After Ukraine/Russia Pullout, Polish Fashion Group LPP’s Inventory Weighs On Share Price

Russia’s invasion of Ukraine is starting to show clear ripple effects in nearby economies. Poland’s biggest fashion retailer LPP, which pulled out of both markets shortly after the war started on February 24, said today in an investor call that it now had inventory that needed to be shifted.

The family company, listed on the Warsaw exchange, saw its share price fall by 7.5% today on the news, with a year-to-date collapse of almost 40%. The biggest fall took place on the day of the Russian invasion.

Many western retailers have exited Russia and Ukraine, but few are as exposed to surplus merchandise as those in Eastern European countries. LPP’s biggest brands, in order of store count are: Sinsay (743), Reserved (447), Cropp (398) House, (368), Mohito (286) and Outlet (2). However, Reserved is the company’s flagship brand and had the highest sales volumes ahead of Sinsay in FY21/22.

The problem for the Gdańsk-based company is that of these over 2,200 stores, 553 are in Russia, and 159 are in Ukraine – almost a third of the company’s total estate. The decision to suspend business activity in Ukraine – and to discontinue all sales, both online and in retail stores, on the Russian market – means a nearly 25% loss of revenue for LPP, leaving behind an inventory headache.

With supply chains still in a mess, and warehousing and logistics costs rising, LPP is braced for a profits and margin squeeze, according to vice-president Przemyslaw Lutkiewicz.

Presumably, there will also be knock-on effects from reduced orders to core supply partners in Bangladesh (supplying 40% of product), China (33%), Myanmar (10%), Turkey (6%), plus others, all in South Asia.

In the year ending January 2022, LPP’s revenue reached $3.3 billion (14 billion Polish złoty), generating a net profit of $223 million. But the current and coming two quarters look challenging.

Diversifying in Western Europe

Last week, LPP issued a statement to calm investors, saying that the company’s financial condition “remains stable.” It estimated revenue for 2022/23 – excluding the Ukrainian and Russian markets – “may exceed” $3.7 billion (or 16 billion Polish złoty), implying an increase in year-over-year sales of 13%.
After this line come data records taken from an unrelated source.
use crate::types::{AttributePath, Diagnostic, Dynamic};

#[derive(Debug, Clone)]
pub struct PlanModifyRequest {
    pub state: Dynamic,
    pub plan: Dynamic,
    pub config: Dynamic,
    pub path: AttributePath,
}

#[derive(Debug, Clone)]
pub struct PlanModifyResponse {
    pub plan_value: Dynamic,
    pub requires_replace: bool,
    pub diagnostics: Vec<Diagnostic>,
}

/// Trait for modifying the planned value of a single attribute
///
/// Plan modifiers only run when the resource already exists; a create has
/// nothing to compare against. They can:
/// - Modify the planned value
/// - Mark an attribute as requiring replacement
/// - Add warnings or errors to the plan
pub trait PlanModifier: Send + Sync {
    fn description(&self) -> String;

    fn modify_plan(&self, request: PlanModifyRequest) -> PlanModifyResponse;
}

/// Marks an attribute as requiring replacement when its value changes
pub struct RequiresReplaceIfChanged;

impl PlanModifier for RequiresReplaceIfChanged {
    fn description(&self) -> String {
        "changing this value forces a new resource".to_string()
    }

    fn modify_plan(&self, request: PlanModifyRequest) -> PlanModifyResponse {
        let requires_replace = !matches!(
            (&request.state, &request.plan),
            (Dynamic::Null, Dynamic::Null) | (Dynamic::Unknown, _) | (_, Dynamic::Unknown)
        ) && !request.state.semantically_equal(&request.plan);

        PlanModifyResponse {
            plan_value: request.plan,
            requires_replace,
            diagnostics: vec![],
        }
    }
}

/// Keeps the prior state value for a computed attribute instead of planning
/// it as unknown. For identifiers that never change after create.
pub struct UseStateForUnknown;

impl PlanModifier for UseStateForUnknown {
    fn description(&self) -> String {
        "value does not change after creation".to_string()
    }

    fn modify_plan(&self, request: PlanModifyRequest) -> PlanModifyResponse {
        let plan_value = match (&request.plan, &request.state) {
            (Dynamic::Unknown | Dynamic::Null, state) if !state.is_null() => state.clone(),
            _ => request.plan,
        };

        PlanModifyResponse {
            plan_value,
            requires_replace: false,
            diagnostics: vec![],
        }
    }
}
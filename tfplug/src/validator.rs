//! Attribute validators run during configuration validation

use crate::types::{AttributePath, Diagnostic, Dynamic};
use regex::Regex;

pub trait Validator: Send + Sync {
    /// Human-readable description
    fn description(&self) -> String;

    fn validate(&self, value: &Dynamic, path: &AttributePath, diagnostics: &mut Vec<Diagnostic>);
}

pub struct StringLengthValidator {
    pub min: Option<usize>,
    pub max: Option<usize>,
}

impl Validator for StringLengthValidator {
    fn description(&self) -> String {
        match (self.min, self.max) {
            (Some(min), Some(max)) => format!("length between {} and {}", min, max),
            (Some(min), None) => format!("length at least {}", min),
            (None, Some(max)) => format!("length at most {}", max),
            (None, None) => "any length".to_string(),
        }
    }

    fn validate(&self, value: &Dynamic, path: &AttributePath, diagnostics: &mut Vec<Diagnostic>) {
        let Some(s) = value.as_str() else { return };
        let len = s.chars().count();
        let too_short = self.min.is_some_and(|min| len < min);
        let too_long = self.max.is_some_and(|max| len > max);
        if too_short || too_long {
            diagnostics.push(
                Diagnostic::error(
                    format!("{} must have {}", path, self.description()),
                    format!("Got length {}", len),
                )
                .with_attribute(path.clone()),
            );
        }
    }
}

pub struct StringPatternValidator {
    pub pattern: String,
    pub description: String,
}

impl StringPatternValidator {
    pub fn new(pattern: &str, description: &str) -> Self {
        Self {
            pattern: pattern.to_string(),
            description: description.to_string(),
        }
    }
}

impl Validator for StringPatternValidator {
    fn description(&self) -> String {
        self.description.clone()
    }

    fn validate(&self, value: &Dynamic, path: &AttributePath, diagnostics: &mut Vec<Diagnostic>) {
        let Some(s) = value.as_str() else { return };
        let pattern = match Regex::new(&self.pattern) {
            Ok(pattern) => pattern,
            Err(e) => {
                diagnostics.push(
                    Diagnostic::error("Invalid validator pattern", e.to_string())
                        .with_attribute(path.clone()),
                );
                return;
            }
        };
        if !pattern.is_match(s) {
            diagnostics.push(
                Diagnostic::error(
                    format!("{} must be {}", path, self.description),
                    format!("Value '{}' does not match pattern", s),
                )
                .with_attribute(path.clone()),
            );
        }
    }
}

pub struct StringOneOfValidator {
    pub allowed: Vec<String>,
}

impl StringOneOfValidator {
    pub fn new<I, S>(allowed: I) -> Self
    where
        I: IntoIterator<Item = S>,
        S: Into<String>,
    {
        Self {
            allowed: allowed.into_iter().map(Into::into).collect(),
        }
    }
}

impl Validator for StringOneOfValidator {
    fn description(&self) -> String {
        format!("one of: {}", self.allowed.join(", "))
    }

    fn validate(&self, value: &Dynamic, path: &AttributePath, diagnostics: &mut Vec<Diagnostic>) {
        if let Some(s) = value.as_str() {
            if !self.allowed.iter().any(|a| a == s) {
                diagnostics.push(
                    Diagnostic::error(
                        format!("{} must be {}", path, self.description()),
                        format!("Got '{}'", s),
                    )
                    .with_attribute(path.clone()),
                );
            }
        }
    }
}

pub struct NumberRangeValidator {
    pub min: Option<f64>,
    pub max: Option<f64>,
    pub whole: bool,
}

impl NumberRangeValidator {
    pub fn between(min: f64, max: f64) -> Self {
        Self {
            min: Some(min),
            max: Some(max),
            whole: false,
        }
    }

    /// Also reject values with a fractional part
    pub fn whole(mut self) -> Self {
        self.whole = true;
        self
    }
}

impl Validator for NumberRangeValidator {
    fn description(&self) -> String {
        let kind = if self.whole { "a whole number" } else { "a number" };
        match (self.min, self.max) {
            (Some(min), Some(max)) => format!("{} between {} and {}", kind, min, max),
            (Some(min), None) => format!("{} of at least {}", kind, min),
            (None, Some(max)) => format!("{} of at most {}", kind, max),
            (None, None) => kind.to_string(),
        }
    }

    fn validate(&self, value: &Dynamic, path: &AttributePath, diagnostics: &mut Vec<Diagnostic>) {
        let Some(n) = value.as_number() else { return };
        let out_of_range =
            self.min.is_some_and(|min| n < min) || self.max.is_some_and(|max| n > max);
        let fractional = self.whole && n.fract() != 0.0;
        if out_of_range || fractional {
            diagnostics.push(
                Diagnostic::error(
                    format!("{} must be {}", path, self.description()),
                    format!("Got {}", n),
                )
                .with_attribute(path.clone()),
            );
        }
    }
}
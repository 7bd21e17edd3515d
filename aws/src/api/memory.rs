//! In-process SNS backend
//!
//! Behaves like SNS where the resource can observe it: ARNs are derived from
//! region, account, platform and name; credentials are write-only; empty
//! values clear attributes; missing applications answer `NotFound`.

use super::arn::PlatformApplicationArn;
use super::attributes::{PLATFORM_CREDENTIAL, PLATFORM_PRINCIPAL};
use super::{ApiError, CreatePlatformApplicationRequest, PlatformApplicationApi};
use async_trait::async_trait;
use std::collections::HashMap;
use std::sync::atomic::{AtomicUsize, Ordering};
use tokio::sync::RwLock;

const DEFAULT_REGION: &str = "us-east-1";
const DEFAULT_ACCOUNT: &str = "123456789012";

pub struct MemorySns {
    region: String,
    account: String,
    applications: RwLock<HashMap<String, HashMap<String, String>>>,
    requests: AtomicUsize,
}

impl Default for MemorySns {
    fn default() -> Self {
        Self::new()
    }
}

impl MemorySns {
    pub fn new() -> Self {
        Self::with_account(DEFAULT_REGION, DEFAULT_ACCOUNT)
    }

    pub fn with_account(region: &str, account: &str) -> Self {
        Self {
            region: region.to_string(),
            account: account.to_string(),
            applications: RwLock::new(HashMap::new()),
            requests: AtomicUsize::new(0),
        }
    }

    /// Number of API calls served so far
    pub fn request_count(&self) -> usize {
        self.requests.load(Ordering::SeqCst)
    }

    pub async fn contains(&self, arn: &str) -> bool {
        self.applications.read().await.contains_key(arn)
    }

    pub async fn len(&self) -> usize {
        self.applications.read().await.len()
    }

    pub async fn is_empty(&self) -> bool {
        self.len().await == 0
    }

    /// Every stored attribute, credential and principal included
    pub async fn raw_attributes(&self, arn: &str) -> Option<HashMap<String, String>> {
        self.applications.read().await.get(arn).cloned()
    }

    /// Delete behind the caller's back, as another actor would
    pub async fn remove_out_of_band(&self, arn: &str) -> bool {
        self.applications.write().await.remove(arn).is_some()
    }

    fn record(&self, operation: &str, arn: &str) {
        self.requests.fetch_add(1, Ordering::SeqCst);
        tracing::debug!(operation, arn, "memory sns request");
    }
}

fn merge(stored: &mut HashMap<String, String>, attributes: HashMap<String, String>) {
    for (key, value) in attributes {
        if value.is_empty() {
            stored.remove(&key);
        } else {
            stored.insert(key, value);
        }
    }
}

fn not_found(arn: &str) -> ApiError {
    ApiError::NotFound {
        arn: arn.to_string(),
    }
}

#[async_trait]
impl PlatformApplicationApi for MemorySns {
    async fn create_platform_application(
        &self,
        request: &CreatePlatformApplicationRequest,
    ) -> Result<String, ApiError> {
        self.requests.fetch_add(1, Ordering::SeqCst);
        tracing::debug!(
            operation = "CreatePlatformApplication",
            name = %request.name,
            "memory sns request"
        );
        request.validate().map_err(|e| ApiError::Remote {
            operation: "CreatePlatformApplication",
            code: "InvalidParameter".to_string(),
            message: e.to_string(),
        })?;

        let arn = PlatformApplicationArn::new(
            &self.region,
            &self.account,
            request.platform.as_str(),
            &request.name,
        )
        .to_string();

        // Creating an existing name again returns the same application
        let mut applications = self.applications.write().await;
        let stored = applications.entry(arn.clone()).or_default();
        merge(stored, request.attributes.clone());
        Ok(arn)
    }

    async fn get_platform_application_attributes(
        &self,
        arn: &str,
    ) -> Result<HashMap<String, String>, ApiError> {
        self.record("GetPlatformApplicationAttributes", arn);
        let applications = self.applications.read().await;
        let stored = applications.get(arn).ok_or_else(|| not_found(arn))?;

        let mut attributes: HashMap<String, String> = stored
            .iter()
            .filter(|(key, _)| *key != PLATFORM_CREDENTIAL && *key != PLATFORM_PRINCIPAL)
            .map(|(k, v)| (k.clone(), v.clone()))
            .collect();
        attributes.insert("Enabled".to_string(), "true".to_string());
        Ok(attributes)
    }

    async fn set_platform_application_attributes(
        &self,
        arn: &str,
        attributes: HashMap<String, String>,
    ) -> Result<(), ApiError> {
        self.record("SetPlatformApplicationAttributes", arn);
        if attributes.is_empty() {
            return Err(ApiError::Remote {
                operation: "SetPlatformApplicationAttributes",
                code: "InvalidParameter".to_string(),
                message: "Invalid parameter: Attributes must not be empty".to_string(),
            });
        }
        let mut applications = self.applications.write().await;
        let stored = applications.get_mut(arn).ok_or_else(|| not_found(arn))?;
        merge(stored, attributes);
        Ok(())
    }

    async fn delete_platform_application(&self, arn: &str) -> Result<(), ApiError> {
        self.record("DeletePlatformApplication", arn);
        self.applications
            .write()
            .await
            .remove(arn)
            .map(|_| ())
            .ok_or_else(|| not_found(arn))
    }
}
//! Schema types and builders for tfplug
//!
//! This module provides the schema system for defining provider and resource
//! schemas, and the structural validation every configuration goes through
//! before a resource sees it.

use crate::plan_modifier::PlanModifier;
use crate::types::{AttributePath, Diagnostic, Dynamic, DynamicValue};
use crate::validator::Validator;
use std::sync::Arc;

/// Type of an attribute value
#[derive(Debug, Clone, PartialEq)]
pub enum AttributeType {
    String,
    Number, // Always f64
    Bool,
    List(Box<AttributeType>), // Ordered, allows duplicates
    Map(Box<AttributeType>),  // String keys only
}

impl AttributeType {
    /// Null and unknown are acceptable for every type
    pub fn accepts(&self, value: &Dynamic) -> bool {
        match (self, value) {
            (_, Dynamic::Null | Dynamic::Unknown) => true,
            (AttributeType::String, Dynamic::String(_)) => true,
            (AttributeType::Number, Dynamic::Number(_)) => true,
            (AttributeType::Bool, Dynamic::Bool(_)) => true,
            (AttributeType::List(inner), Dynamic::List(items)) => {
                items.iter().all(|item| inner.accepts(item))
            }
            (AttributeType::Map(inner), Dynamic::Map(fields)) => {
                fields.values().all(|item| inner.accepts(item))
            }
            _ => false,
        }
    }

    pub fn name(&self) -> String {
        match self {
            AttributeType::String => "string".to_string(),
            AttributeType::Number => "number".to_string(),
            AttributeType::Bool => "bool".to_string(),
            AttributeType::List(inner) => format!("list({})", inner.name()),
            AttributeType::Map(inner) => format!("map({})", inner.name()),
        }
    }
}

/// Schema is returned by providers and resources
/// Version is used for state migration
#[derive(Debug, Clone)]
pub struct Schema {
    pub version: i64,
    pub block: Block,
}

#[derive(Debug, Clone, Default)]
pub struct Block {
    pub attributes: Vec<Attribute>,
    pub description: String,
    pub deprecated: bool,
}

#[derive(Clone)]
pub struct Attribute {
    pub name: String,
    pub r#type: AttributeType,
    pub description: String,
    pub required: bool,
    pub optional: bool,
    pub computed: bool,
    pub sensitive: bool,
    pub validators: Vec<Arc<dyn Validator>>,
    pub plan_modifiers: Vec<Arc<dyn PlanModifier>>,
    pub deprecated: bool,
}

impl std::fmt::Debug for Attribute {
    fn fmt(&self, f: &mut std::fmt::Formatter<'_>) -> std::fmt::Result {
        f.debug_struct("Attribute")
            .field("name", &self.name)
            .field("type", &self.r#type)
            .field("required", &self.required)
            .field("optional", &self.optional)
            .field("computed", &self.computed)
            .field("sensitive", &self.sensitive)
            .field(
                "validators",
                &format!("{} validators", self.validators.len()),
            )
            .field(
                "plan_modifiers",
                &format!("{} plan modifiers", self.plan_modifiers.len()),
            )
            .finish()
    }
}

impl Schema {
    pub fn attribute(&self, name: &str) -> Option<&Attribute> {
        self.block.attributes.iter().find(|a| a.name == name)
    }

    /// Structural validation of a configuration object: unknown attributes,
    /// missing required ones, values set on computed-only attributes, type
    /// mismatches, then per-attribute validators
    pub fn validate_config(&self, config: &DynamicValue) -> Vec<Diagnostic> {
        let mut diagnostics = vec![];

        let fields = match &config.value {
            Dynamic::Map(fields) => fields,
            Dynamic::Null => {
                return self
                    .block
                    .attributes
                    .iter()
                    .filter(|a| a.required)
                    .map(|a| missing_required(&a.name))
                    .collect();
            }
            other => {
                diagnostics.push(Diagnostic::error(
                    "Invalid configuration",
                    format!("expected an object, got {}", other.type_name()),
                ));
                return diagnostics;
            }
        };

        let mut names: Vec<&String> = fields.keys().collect();
        names.sort();
        for name in names {
            if self.attribute(name).is_none() {
                diagnostics.push(
                    Diagnostic::error(
                        "Unsupported argument",
                        format!("An argument named \"{}\" is not expected here.", name),
                    )
                    .with_attribute(AttributePath::new(name)),
                );
            }
        }

        for attr in &self.block.attributes {
            let path = AttributePath::new(&attr.name);
            let value = fields.get(&attr.name).unwrap_or(&Dynamic::Null);

            if value.is_null() {
                if attr.required {
                    diagnostics.push(missing_required(&attr.name));
                }
                continue;
            }

            if attr.computed && !attr.optional && !attr.required {
                diagnostics.push(
                    Diagnostic::error(
                        "Invalid configuration",
                        format!("\"{}\" is computed and cannot be set", attr.name),
                    )
                    .with_attribute(path),
                );
                continue;
            }

            if !attr.r#type.accepts(value) {
                diagnostics.push(
                    Diagnostic::error(
                        "Incorrect attribute value type",
                        format!(
                            "\"{}\" must be {}, got {}",
                            attr.name,
                            attr.r#type.name(),
                            value.type_name()
                        ),
                    )
                    .with_attribute(path),
                );
                continue;
            }

            if value.is_unknown() {
                continue;
            }

            for validator in &attr.validators {
                validator.validate(value, &path, &mut diagnostics);
            }
        }

        diagnostics
    }
}

fn missing_required(name: &str) -> Diagnostic {
    Diagnostic::error(
        "Missing required argument",
        format!("The argument \"{}\" is required, but no definition was found.", name),
    )
    .with_attribute(AttributePath::new(name))
}

/// Builds one attribute; `required` and `optional` override each other
pub struct AttributeBuilder {
    attribute: Attribute,
}

impl AttributeBuilder {
    pub fn new(name: &str, type_: AttributeType) -> Self {
        Self {
            attribute: Attribute {
                name: name.to_string(),
                r#type: type_,
                description: String::new(),
                required: false,
                optional: false,
                computed: false,
                sensitive: false,
                validators: Vec::new(),
                plan_modifiers: Vec::new(),
                deprecated: false,
            },
        }
    }

    pub fn description(mut self, desc: &str) -> Self {
        self.attribute.description = desc.to_string();
        self
    }

    pub fn required(mut self) -> Self {
        self.attribute.required = true;
        self.attribute.optional = false;
        self
    }

    pub fn optional(mut self) -> Self {
        self.attribute.optional = true;
        self.attribute.required = false;
        self
    }

    pub fn computed(mut self) -> Self {
        self.attribute.computed = true;
        self
    }

    /// Mark as sensitive (hidden in plan output)
    pub fn sensitive(mut self) -> Self {
        self.attribute.sensitive = true;
        self
    }

    pub fn deprecated(mut self) -> Self {
        self.attribute.deprecated = true;
        self
    }

    pub fn validator(mut self, validator: impl Validator + 'static) -> Self {
        self.attribute.validators.push(Arc::new(validator));
        self
    }

    pub fn plan_modifier(mut self, modifier: impl PlanModifier + 'static) -> Self {
        self.attribute.plan_modifiers.push(Arc::new(modifier));
        self
    }

    pub fn build(self) -> Attribute {
        self.attribute
    }
}

/// Builds a schema with a single top-level block
pub struct SchemaBuilder {
    schema: Schema,
}

impl SchemaBuilder {
    pub fn new() -> Self {
        Self {
            schema: Schema {
                version: 0,
                block: Block::default(),
            },
        }
    }

    pub fn version(mut self, version: i64) -> Self {
        self.schema.version = version;
        self
    }

    pub fn attribute(mut self, attr: Attribute) -> Self {
        self.schema.block.attributes.push(attr);
        self
    }

    pub fn description(mut self, desc: &str) -> Self {
        self.schema.block.description = desc.to_string();
        self
    }

    pub fn deprecated(mut self) -> Self {
        self.schema.block.deprecated = true;
        self
    }

    pub fn build(self) -> Schema {
        self.schema
    }
}

impl Default for SchemaBuilder {
    fn default() -> Self {
        Self::new()
    }
}
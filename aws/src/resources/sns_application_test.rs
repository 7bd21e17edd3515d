#[cfg(test)]
mod tests {
    use super::super::*;
    use crate::api::MemorySns;
    use serde_json::json;
    use std::sync::Arc;
    use tfplug::types::ClientCapabilities;

    const TOPIC: &str = "arn:aws:sns:us-east-1:123456789012:endpoint-created-topic";

    fn value(json: serde_json::Value) -> DynamicValue {
        DynamicValue::new(Dynamic::from(json))
    }

    fn gcm_config() -> DynamicValue {
        value(json!({
            "name": "app",
            "platform": "GCM",
            "platform_credential": "api-key",
            "event_endpoint_created_topic_arn": TOPIC,
            "success_feedback_sample_rate": 100
        }))
    }

    async fn configured(sns: Arc<MemorySns>) -> SnsApplicationResource {
        let mut resource = SnsApplicationResource::new();
        let data = AwsProviderData::new(sns, "us-east-1");
        let response = resource
            .configure(
                Context::new(),
                ConfigureResourceRequest {
                    provider_data: Some(Arc::new(data)),
                },
            )
            .await;
        assert!(response.diagnostics.is_empty());
        resource
    }

    async fn create(resource: &SnsApplicationResource, config: DynamicValue) -> CreateResourceResponse {
        resource
            .create(
                Context::new(),
                CreateResourceRequest {
                    type_name: TYPE_NAME.to_string(),
                    planned_state: config.clone(),
                    config,
                },
            )
            .await
    }

    async fn read(resource: &SnsApplicationResource, state: DynamicValue) -> ReadResourceResponse {
        resource
            .read(
                Context::new(),
                ReadResourceRequest {
                    type_name: TYPE_NAME.to_string(),
                    current_state: state,
                    client_capabilities: ClientCapabilities::default(),
                },
            )
            .await
    }

    async fn validate(config: DynamicValue) -> Vec<Diagnostic> {
        SnsApplicationResource::new()
            .validate(
                Context::new(),
                ValidateResourceConfigRequest {
                    type_name: TYPE_NAME.to_string(),
                    config,
                    client_capabilities: ClientCapabilities::default(),
                },
            )
            .await
            .diagnostics
    }

    #[test]
    fn test_schema_attributes() {
        let schema = SnsApplicationResource::schema_static();

        assert!(schema.attribute("name").unwrap().required);
        assert!(schema.attribute("platform").unwrap().required);
        assert!(schema.attribute("platform_credential").unwrap().sensitive);
        assert!(schema.attribute("platform_principal").unwrap().optional);
        assert!(schema.attribute("arn").unwrap().computed);
        assert_eq!(
            schema.attribute(SAMPLE_RATE).unwrap().r#type,
            AttributeType::Number
        );
        for (name, _) in STRING_ATTRIBUTES {
            assert!(schema.attribute(name).unwrap().optional, "{}", name);
        }
    }

    #[test]
    fn test_schema_rejects_bad_values() {
        let schema = SnsApplicationResource::schema_static();
        let diags = schema.validate_config(&value(json!({
            "name": "bad name!",
            "platform": "SMS",
            "platform_credential": "key",
            "success_feedback_sample_rate": 101,
            "event_endpoint_created_topic_arn": "not-an-arn"
        })));

        let attributes: Vec<String> = diags
            .iter()
            .filter_map(|d| d.attribute.as_ref().map(ToString::to_string))
            .collect();
        assert!(attributes.contains(&"name".to_string()));
        assert!(attributes.contains(&"platform".to_string()));
        assert!(attributes.contains(&SAMPLE_RATE.to_string()));
        assert!(attributes.contains(&"event_endpoint_created_topic_arn".to_string()));
    }

    #[tokio::test]
    async fn test_validate_requires_principal_for_apns() {
        let diags = validate(value(json!({
            "name": "app",
            "platform": "APNS_SANDBOX",
            "platform_credential": "private-key"
        })))
        .await;
        assert_eq!(diags.len(), 1);
        assert_eq!(diags[0].attribute, Some(AttributePath::new("platform_principal")));

        let diags = validate(gcm_config()).await;
        assert!(diags.is_empty());
    }

    #[tokio::test]
    async fn test_validate_skips_unknown_platform() {
        let diags = validate(value(json!({
            "name": "app",
            "platform": tfplug::types::UNKNOWN_VALUE,
            "platform_credential": "key"
        })))
        .await;
        assert!(diags.is_empty());
    }

    #[tokio::test]
    async fn test_create_populates_state() {
        let sns = Arc::new(MemorySns::new());
        let resource = configured(sns.clone()).await;

        let response = create(&resource, gcm_config()).await;
        assert!(response.diagnostics.is_empty(), "{:?}", response.diagnostics);

        let state = response.new_state;
        let arn = state.get_string(&AttributePath::new("arn")).unwrap();
        assert_eq!(arn, "arn:aws:sns:us-east-1:123456789012:app/GCM/app");
        assert_eq!(state.get_string(&AttributePath::new("id")).unwrap(), arn);
        assert_eq!(
            state.get_string(&AttributePath::new("platform_credential")).unwrap(),
            "api-key"
        );
        assert_eq!(state.get_number(&AttributePath::new(SAMPLE_RATE)).unwrap(), 100.0);
        assert!(state
            .get(&AttributePath::new("event_endpoint_deleted_topic_arn"))
            .unwrap()
            .is_null());

        let raw = sns.raw_attributes(&arn).await.unwrap();
        assert_eq!(raw[PLATFORM_CREDENTIAL], "api-key");
        assert_eq!(raw[SUCCESS_FEEDBACK_SAMPLE_RATE], "100");
    }

    #[tokio::test]
    async fn test_create_without_provider_data_fails() {
        let resource = SnsApplicationResource::new();
        let response = create(&resource, gcm_config()).await;
        assert_eq!(response.diagnostics[0].summary, "Provider not configured");
    }

    #[tokio::test]
    async fn test_read_keeps_write_only_values() {
        let sns = Arc::new(MemorySns::new());
        let resource = configured(sns).await;
        let state = create(&resource, gcm_config()).await.new_state;

        let refreshed = read(&resource, state.clone()).await.new_state.unwrap();
        assert_eq!(refreshed.flatten(), state.flatten());
    }

    #[tokio::test]
    async fn test_read_missing_application_removes_state() {
        let sns = Arc::new(MemorySns::new());
        let resource = configured(sns.clone()).await;
        let state = create(&resource, gcm_config()).await.new_state;
        let arn = state.get_string(&AttributePath::new("arn")).unwrap();

        assert!(sns.remove_out_of_band(&arn).await);
        let response = read(&resource, state).await;
        assert!(response.new_state.is_none());
        assert!(response.diagnostics.is_empty());
    }

    #[tokio::test]
    async fn test_read_from_imported_id() {
        let sns = Arc::new(MemorySns::new());
        let resource = configured(sns).await;
        let arn = create(&resource, gcm_config())
            .await
            .new_state
            .get_string(&AttributePath::new("arn"))
            .unwrap();

        let imported = resource
            .import_state(
                Context::new(),
                ImportResourceStateRequest {
                    type_name: TYPE_NAME.to_string(),
                    id: arn.clone(),
                },
            )
            .await;
        assert!(imported.diagnostics.is_empty());

        let state = imported.imported_resources[0].state.clone();
        let refreshed = read(&resource, state).await.new_state.unwrap();
        assert_eq!(refreshed.get_string(&AttributePath::new("name")).unwrap(), "app");
        assert_eq!(refreshed.get_string(&AttributePath::new("platform")).unwrap(), "GCM");
        assert!(refreshed
            .get(&AttributePath::new("platform_credential"))
            .unwrap()
            .is_null());
    }

    #[tokio::test]
    async fn test_import_rejects_non_arn() {
        let resource = SnsApplicationResource::new();
        let response = resource
            .import_state(
                Context::new(),
                ImportResourceStateRequest {
                    type_name: TYPE_NAME.to_string(),
                    id: "my-app".to_string(),
                },
            )
            .await;
        assert!(response.imported_resources.is_empty());
        assert_eq!(response.diagnostics[0].summary, "Invalid import ID");
    }

    #[tokio::test]
    async fn test_update_sends_changed_and_cleared_attributes() {
        let sns = Arc::new(MemorySns::new());
        let resource = configured(sns.clone()).await;
        let prior = create(&resource, gcm_config()).await.new_state;
        let arn = prior.get_string(&AttributePath::new("arn")).unwrap();

        let config = value(json!({
            "name": "app",
            "platform": "GCM",
            "platform_credential": "api-key",
            "success_feedback_sample_rate": 99,
            "event_endpoint_updated_topic_arn": TOPIC
        }));
        let response = resource
            .update(
                Context::new(),
                UpdateResourceRequest {
                    type_name: TYPE_NAME.to_string(),
                    prior_state: prior,
                    planned_state: config.clone(),
                    config,
                },
            )
            .await;
        assert!(response.diagnostics.is_empty(), "{:?}", response.diagnostics);

        let raw = sns.raw_attributes(&arn).await.unwrap();
        assert_eq!(raw[SUCCESS_FEEDBACK_SAMPLE_RATE], "99");
        assert_eq!(raw[EVENT_ENDPOINT_UPDATED], TOPIC);
        assert!(!raw.contains_key(EVENT_ENDPOINT_CREATED));

        let state = response.new_state;
        assert_eq!(state.get_number(&AttributePath::new(SAMPLE_RATE)).unwrap(), 99.0);
        assert!(state
            .get(&AttributePath::new("event_endpoint_created_topic_arn"))
            .unwrap()
            .is_null());
    }

    #[test]
    fn test_credential_change_sends_principal_too() {
        let prior = ApplicationConfig::from_value(&value(json!({
            "name": "app",
            "platform": "APNS",
            "platform_credential": "old-key",
            "platform_principal": "cert"
        })))
        .unwrap();
        let mut config = prior.clone();
        config.credential = "new-key".to_string();

        let changes = config.changed_attributes(&prior);
        assert_eq!(changes.len(), 2);
        assert_eq!(changes[PLATFORM_CREDENTIAL], "new-key");
        assert_eq!(changes[PLATFORM_PRINCIPAL], "cert");

        assert!(prior.changed_attributes(&prior).is_empty());
    }

    #[tokio::test]
    async fn test_delete_is_idempotent() {
        let sns = Arc::new(MemorySns::new());
        let resource = configured(sns.clone()).await;
        let state = create(&resource, gcm_config()).await.new_state;

        for _ in 0..2 {
            let response = resource
                .delete(
                    Context::new(),
                    DeleteResourceRequest {
                        type_name: TYPE_NAME.to_string(),
                        prior_state: state.clone(),
                    },
                )
                .await;
            assert!(response.diagnostics.is_empty());
        }
        assert!(sns.is_empty().await);
    }

    #[tokio::test]
    async fn test_configure_rejects_foreign_provider_data() {
        let mut resource = SnsApplicationResource::new();
        let response = resource
            .configure(
                Context::new(),
                ConfigureResourceRequest {
                    provider_data: Some(Arc::new("not provider data")),
                },
            )
            .await;
        assert_eq!(response.diagnostics[0].summary, "Invalid provider data");
    }
}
Helping to offset lost revenue is a planned pivot towards more e-commerce, where sales should exceed $1.17 billion by the end of the current financial year and which reached 30% of total sales in the fourth quarter of FY21/22; and the opening of new markets. However many of these stores will only appear in 2023 when Sinsay will debut in Italy and Greece, and Reserved franchise stores will open in Cyprus.

The company said it will also continue to expand the Reserved footprint in Germany and Great Britain while also exploring EU markets. “Given the inability to predict the future situation in war-stricken Ukraine, we have decided to focus our development on the European Union countries where we are already present. At the same time, we want to establish ourselves in new markets, especially in Southern Europe, where we see potential for our brands,” said Lutkiewicz.

LPP is putting a lot of faith in its youngest brand Sinsay, with a goal to open as many as 440 stores. “By doing so, we want to develop two solid pillars of the company – Reserved, our flagship, and Sinsay, and to implement further expansions from this stable position,” noted Lutkiewicz.